Children diagnosed with CHARGE range from being visually impaired, hearing impaired, deaf-blind, physically impaired, health impaired, or severely multiply impaired (Haibach & Lieberman, 2013). Some children with CHARGE manifest only visible facial features of CHARGE and function at an average or above level. Because there is a wide variation in sensory and other impairments in children with CHARGE it is necessary to plan interventions for these children on the basis of individual disabilities and needs rather than generating interventions from the diagnosis of CHARGE by itself (Griffin & Williams, 2004). During infancy and early childhood, early intervention is crucial. Many children benefit from physical, occupational, and speech and language therapies as well as from consultation from experts in the fields of hearing and vision (Blake & Davenport, 1998).

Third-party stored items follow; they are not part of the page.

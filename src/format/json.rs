use indexmap::IndexMap;

use super::{top_level, Format};
use crate::tree::{ConfigTree, Value};
use crate::ConfigError;

pub(super) fn encode(tree: &ConfigTree) -> Result<String, ConfigError> {
    serde_json::to_string_pretty(tree).map_err(|e| ConfigError::serialize(Format::Json, e))
}

pub(super) fn decode(contents: &str) -> Result<IndexMap<String, Value>, ConfigError> {
    let value: Value =
        serde_json::from_str(contents).map_err(|e| ConfigError::parse(Format::Json, e))?;
    top_level(Format::Json, value)
}

#[cfg(test)]
mod tests {
    use super::*;
    use crate::tree::{Node, Opaque};

    #[test]
    fn test_encode_keeps_order_and_nesting() {
        let mut tree = ConfigTree::new();
        tree.insert_path("Test.TestSub.default_value1_of_sub", "TestSub");
        tree.insert_path("Test.default_value1", "Test");

        let json = encode(&tree).unwrap();
        let sub = json.find("TestSub").unwrap();
        let value = json.find("default_value1\"").unwrap();
        assert!(sub < value);

        let decoded = ConfigTree::rebuild(decode(&json).unwrap(), None);
        assert_eq!(decoded, tree);
    }

    #[test]
    fn test_opaque_values_do_not_serialize() {
        let tree: ConfigTree = [("object", Node::from(Opaque::new(())))].into_iter().collect();
        assert!(matches!(
            encode(&tree),
            Err(ConfigError::SerializeError { format: Format::Json, .. })
        ));
    }

    #[test]
    fn test_top_level_must_be_object() {
        assert!(matches!(
            decode("[1, 2]"),
            Err(ConfigError::ParseError { format: Format::Json, .. })
        ));
        assert!(decode("null").unwrap().is_empty());
    }

    #[test]
    fn test_large_unsigned_becomes_float() {
        let raw = decode(r#"{"big": 18446744073709551615, "small": 7}"#).unwrap();
        assert!(matches!(raw["big"], Value::Float(_)));
        assert_eq!(raw["small"], Value::Int(7));
    }
}
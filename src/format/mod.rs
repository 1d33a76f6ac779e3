//! Format adapters: converting trees to and from config file contents.
//!
//! The file extension selects the adapter; there is no content sniffing.

#[cfg(any(feature = "ini", feature = "xml"))]
mod coerce;
mod file;
#[cfg(feature = "ini")]
mod ini;
#[cfg(feature = "json")]
mod json;
#[cfg(feature = "toml")]
mod toml;
#[cfg(feature = "xml")]
mod xml;
#[cfg(feature = "yaml")]
mod yaml;

pub use file::{read_config_file, write_config_file};

use std::fmt;
use std::path::Path;

use indexmap::IndexMap;

use crate::tree::{ConfigTree, Value};
use crate::ConfigError;

/// A supported config file format.
#[derive(Debug, Clone, Copy, PartialEq, Eq, Hash)]
pub enum Format {
    Ini,
    Json,
    Yaml,
    Toml,
    Xml,
}

impl Format {
    pub const ALL: [Format; 5] = [
        Format::Ini,
        Format::Json,
        Format::Yaml,
        Format::Toml,
        Format::Xml,
    ];

    /// File extensions (without the dot) mapped to this format.
    pub fn extensions(self) -> &'static [&'static str] {
        match self {
            Format::Ini => &["ini", "cfg", "cg", "conf", "cnf", "properties"],
            Format::Json => &["json"],
            Format::Yaml => &["yaml", "yml"],
            Format::Toml => &["toml"],
            Format::Xml => &["xml"],
        }
    }

    /// Cargo feature that enables this format.
    pub fn feature(self) -> &'static str {
        match self {
            Format::Ini => "ini",
            Format::Json => "json",
            Format::Yaml => "yaml",
            Format::Toml => "toml",
            Format::Xml => "xml",
        }
    }

    pub fn is_enabled(self) -> bool {
        match self {
            Format::Ini => cfg!(feature = "ini"),
            Format::Json => cfg!(feature = "json"),
            Format::Yaml => cfg!(feature = "yaml"),
            Format::Toml => cfg!(feature = "toml"),
            Format::Xml => cfg!(feature = "xml"),
        }
    }

    /// Looks up the format for an extension, with or without a leading dot.
    pub fn from_extension(ext: &str) -> Option<Format> {
        let ext = ext.strip_prefix('.').unwrap_or(ext).to_ascii_lowercase();
        Format::ALL
            .into_iter()
            .find(|format| format.extensions().contains(&ext.as_str()))
    }

    /// Selects the format from a path's extension.
    pub fn from_path(path: &Path) -> Result<Format, ConfigError> {
        let ext = path
            .extension()
            .map(|ext| ext.to_string_lossy().into_owned())
            .unwrap_or_default();
        Format::from_extension(&ext).ok_or_else(|| {
            ConfigError::UnsupportedFormat(if ext.is_empty() {
                ext
            } else {
                format!(".{ext}")
            })
        })
    }
}

impl fmt::Display for Format {
    fn fmt(&self, f: &mut fmt::Formatter<'_>) -> fmt::Result {
        f.write_str(match self {
            Format::Ini => "INI",
            Format::Json => "JSON",
            Format::Yaml => "YAML",
            Format::Toml => "TOML",
            Format::Xml => "XML",
        })
    }
}

/// Serializes a tree in the given format.
pub fn encode(format: Format, tree: &ConfigTree) -> Result<String, ConfigError> {
    match format {
        #[cfg(feature = "ini")]
        Format::Ini => self::ini::encode(tree),
        #[cfg(feature = "json")]
        Format::Json => self::json::encode(tree),
        #[cfg(feature = "yaml")]
        Format::Yaml => self::yaml::encode(tree),
        #[cfg(feature = "toml")]
        Format::Toml => self::toml::encode(tree),
        #[cfg(feature = "xml")]
        Format::Xml => self::xml::encode(tree),
        #[allow(unreachable_patterns)]
        disabled => Err(ConfigError::FormatNotEnabled(disabled)),
    }
}

/// Parses config contents into a raw nested mapping.
///
/// The result still needs [`ConfigTree::rebuild`] to become a tree.
pub fn decode(format: Format, contents: &str) -> Result<IndexMap<String, Value>, ConfigError> {
    match format {
        #[cfg(feature = "ini")]
        Format::Ini => self::ini::decode(contents),
        #[cfg(feature = "json")]
        Format::Json => self::json::decode(contents),
        #[cfg(feature = "yaml")]
        Format::Yaml => self::yaml::decode(contents),
        #[cfg(feature = "toml")]
        Format::Toml => self::toml::decode(contents),
        #[cfg(feature = "xml")]
        Format::Xml => self::xml::decode(contents),
        #[allow(unreachable_patterns)]
        disabled => Err(ConfigError::FormatNotEnabled(disabled)),
    }
}

/// Unwraps the top level of a parsed document, which must be a mapping.
///
/// An empty document counts as an empty mapping.
#[cfg(any(feature = "json", feature = "yaml", feature = "xml"))]
fn top_level(format: Format, value: Value) -> Result<IndexMap<String, Value>, ConfigError> {
    match value {
        Value::Map(entries) => Ok(entries),
        Value::Null => Ok(IndexMap::new()),
        other => Err(ConfigError::parse(
            format,
            format!("top level must be a mapping, found {:?}", other.kind()),
        )),
    }
}

#[cfg(test)]
mod tests {
    use super::*;

    #[test]
    fn test_extension_dispatch() {
        for (name, format) in [
            ("a.ini", Format::Ini),
            ("a.properties", Format::Ini),
            ("a.cnf", Format::Ini),
            ("a.json", Format::Json),
            ("a.yml", Format::Yaml),
            ("a.YAML", Format::Yaml),
            ("a.toml", Format::Toml),
            ("a.xml", Format::Xml),
        ] {
            assert_eq!(Format::from_path(Path::new(name)).unwrap(), format, "{name}");
        }
    }

    #[test]
    fn test_unsupported_extension() {
        assert!(matches!(
            Format::from_path(Path::new("config.txt")),
            Err(ConfigError::UnsupportedFormat(ext)) if ext == ".txt"
        ));
        assert!(matches!(
            Format::from_path(Path::new("config")),
            Err(ConfigError::UnsupportedFormat(ext)) if ext.is_empty()
        ));
    }

    #[test]
    fn test_disabled_formats_are_reported() {
        for format in Format::ALL {
            let result = encode(format, &ConfigTree::new());
            assert_eq!(
                matches!(result, Err(ConfigError::FormatNotEnabled(f)) if f == format),
                !format.is_enabled(),
                "{format}"
            );
        }
        assert_eq!(Format::from_extension(".JSON"), Some(Format::Json));
    }
}
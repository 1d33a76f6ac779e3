use std::cell::RefCell;
use std::rc::{Rc, Weak};

use crate::object::{Configurable, Handle};

/// Registration options for [`Group::add_with`](super::Group::add_with).
///
/// ```
/// use cfgtree::{handle, Declare, Group, Settings};
///
/// let mut group = Group::new("app");
/// let window = group.add_with(
///     handle(Settings::new("Window").with("width", 640).with("_cache", 0)),
///     Declare::new().name("main_window").exclude(["width"]),
/// );
/// assert!(group.is_registered(&window));
/// ```
#[derive(Debug, Clone)]
#[must_use]
pub struct Declare {
    pub(super) enabled: bool,
    pub(super) name: Option<String>,
    pub(super) path: Option<String>,
    pub(super) include: Option<Vec<String>>,
    pub(super) exclude: Vec<String>,
}

impl Default for Declare {
    fn default() -> Self {
        Self {
            enabled: true,
            name: None,
            path: None,
            include: None,
            exclude: Vec::new(),
        }
    }
}

impl Declare {
    pub fn new() -> Self {
        Self::default()
    }

    /// Registers the object but leaves it out of built trees.
    pub fn disabled(mut self) -> Self {
        self.enabled = false;
        self
    }

    /// Overrides the path segment the object contributes.
    pub fn name(mut self, name: impl Into<String>) -> Self {
        self.name = Some(name.into());
        self
    }

    /// Fixes the object's dotted path instead of deriving it while building.
    ///
    /// Objects with a fixed path that are not reachable from the root are
    /// placed in the tree at that path.
    pub fn path(mut self, path: impl Into<String>) -> Self {
        self.path = Some(path.into());
        self
    }

    /// Lists exactly which fields to serialize, in this order.
    ///
    /// Listed names bypass the group's name-based exclusion rule.
    pub fn include<I, S>(mut self, names: I) -> Self
    where
        I: IntoIterator<Item = S>,
        S: Into<String>,
    {
        self.include = Some(names.into_iter().map(Into::into).collect());
        self
    }

    pub fn exclude<I, S>(mut self, names: I) -> Self
    where
        I: IntoIterator<Item = S>,
        S: Into<String>,
    {
        self.exclude.extend(names.into_iter().map(Into::into));
        self
    }
}

/// What a group records about one registered object.
#[derive(Debug, Clone)]
pub struct Declaration {
    pub(super) group: String,
    pub(super) enabled: bool,
    pub(super) name: Option<String>,
    pub(super) fixed_path: Option<String>,
    pub(super) path: Option<String>,
    pub(super) include: Option<Vec<String>>,
    pub(super) exclude: Vec<String>,
    pub(super) object: Weak<RefCell<dyn Configurable>>,
}

impl Declaration {
    pub(super) fn new(group: &str, handle: &Handle, declare: Declare) -> Self {
        Self {
            group: group.to_owned(),
            enabled: declare.enabled,
            name: declare.name,
            path: declare.path.clone(),
            fixed_path: declare.path,
            include: declare.include,
            exclude: declare.exclude,
            object: Rc::downgrade(handle),
        }
    }

    /// Fills unset options from a repeated registration; earlier settings win.
    pub(super) fn merge(&mut self, declare: Declare) {
        if self.name.is_none() {
            self.name = declare.name;
        }
        if self.fixed_path.is_none() && declare.path.is_some() {
            self.path = declare.path.clone();
            self.fixed_path = declare.path;
        }
        if self.include.is_none() {
            self.include = declare.include;
        }
        for name in declare.exclude {
            if !self.exclude.contains(&name) {
                self.exclude.push(name);
            }
        }
    }

    /// Name of the owning group.
    pub fn group(&self) -> &str {
        &self.group
    }

    pub fn is_enabled(&self) -> bool {
        self.enabled
    }

    pub fn name(&self) -> Option<&str> {
        self.name.as_deref()
    }

    /// The dotted path assigned by the last build, or the fixed one.
    pub fn path(&self) -> Option<&str> {
        self.path.as_deref()
    }

    pub fn include(&self) -> Option<&[String]> {
        self.include.as_deref()
    }

    pub fn exclude(&self) -> &[String] {
        &self.exclude
    }

    /// Returns the live object, if it still exists.
    pub fn object(&self) -> Option<Handle> {
        self.object.upgrade()
    }

    /// True if this record still refers to `handle`'s object.
    pub(super) fn refers_to(&self, handle: &Handle) -> bool {
        self.object
            .upgrade()
            .is_some_and(|object| Rc::ptr_eq(&object, handle))
    }
}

At the infancy and preschool stage, parents need support in coordinating their child’s medical and educational care. Children with CHARGE use a full continuum of available placement options. Some children attend schools or classrooms for the deaf, and some attend residential programs for children with deaf-blindness. Others attend resource rooms or receive inclusion services. Still others are in need of only vision consultant services or no services at all (Deuce, 2017).

General guidelines for developing curriculum strategies to use with children with CHARGE syndrome include building relationships with children, considering all behavior as communication, celebrating progress, working with parents as partners, developing a communication bubble for children, allowing choices, developing an anticipation of coming events, and facilitating social interactions (Lewis ; Lowther, 2001). Perhaps the most important factor in a successful educational program for a child with CHARGE is the use of a transdisciplinary team approach that encourages parental involvement and provides frequent follow-up. Using this approach ensures that the diversity of educational needs of children with CHARGE can be appropriately met (Deuce, 2017). Depending on the child’s level of development and degree of cognitive, visual, hearing, and motor functioning, many technological interventions may be useful when working with children with CHARGE syndrome. The teacher of a child who has CHARGE syndrome and who is deaf-blind can present spoken language to the child through an auditory system that includes a microphone for the teacher and hearing aids for the child (Griffin & Williams, 2004). Teachers can present text information through closed circuit television (CCTV) that enlarges and enhances letters on a page, using either white or black backgrounds (Lewis & Lowther, 2001). For children who have the potential to learn Braille, Braille Talk may be helpful.

It has Braille symbols for the letters A through Z and the words the and and, as well as raised printed capital letters that appear above the Braille symbols. People who are deaf-blind can use Braille Talk to facilitate conversations with individuals who do not know Braille or who cannot fingerspell (Lewis & Lowther, 2001). Technology can assist in developing self-help skills.

For example, Pants Alert and Potty Alert teach toileting skills by telling the child and the teacher when the child needs to be changed or has successfully used the toilet (Lewis & Lowther, 2001). A self-feeder assists children with disabilities, especially those with motor problems, to feed themselves. Specialized spoons made of hard plastic and cutout cups assist children in eating and drinking (Griffin & Williams, 2004). Children with CHARGE syndrome have unique needs and education is one of those. Providing individualized health care, instructional accommodations, modifications, and technologies in the educational setting allows a child with CHARGE syndrome to learn the skills he or she needs to be a happy, healthy citizen.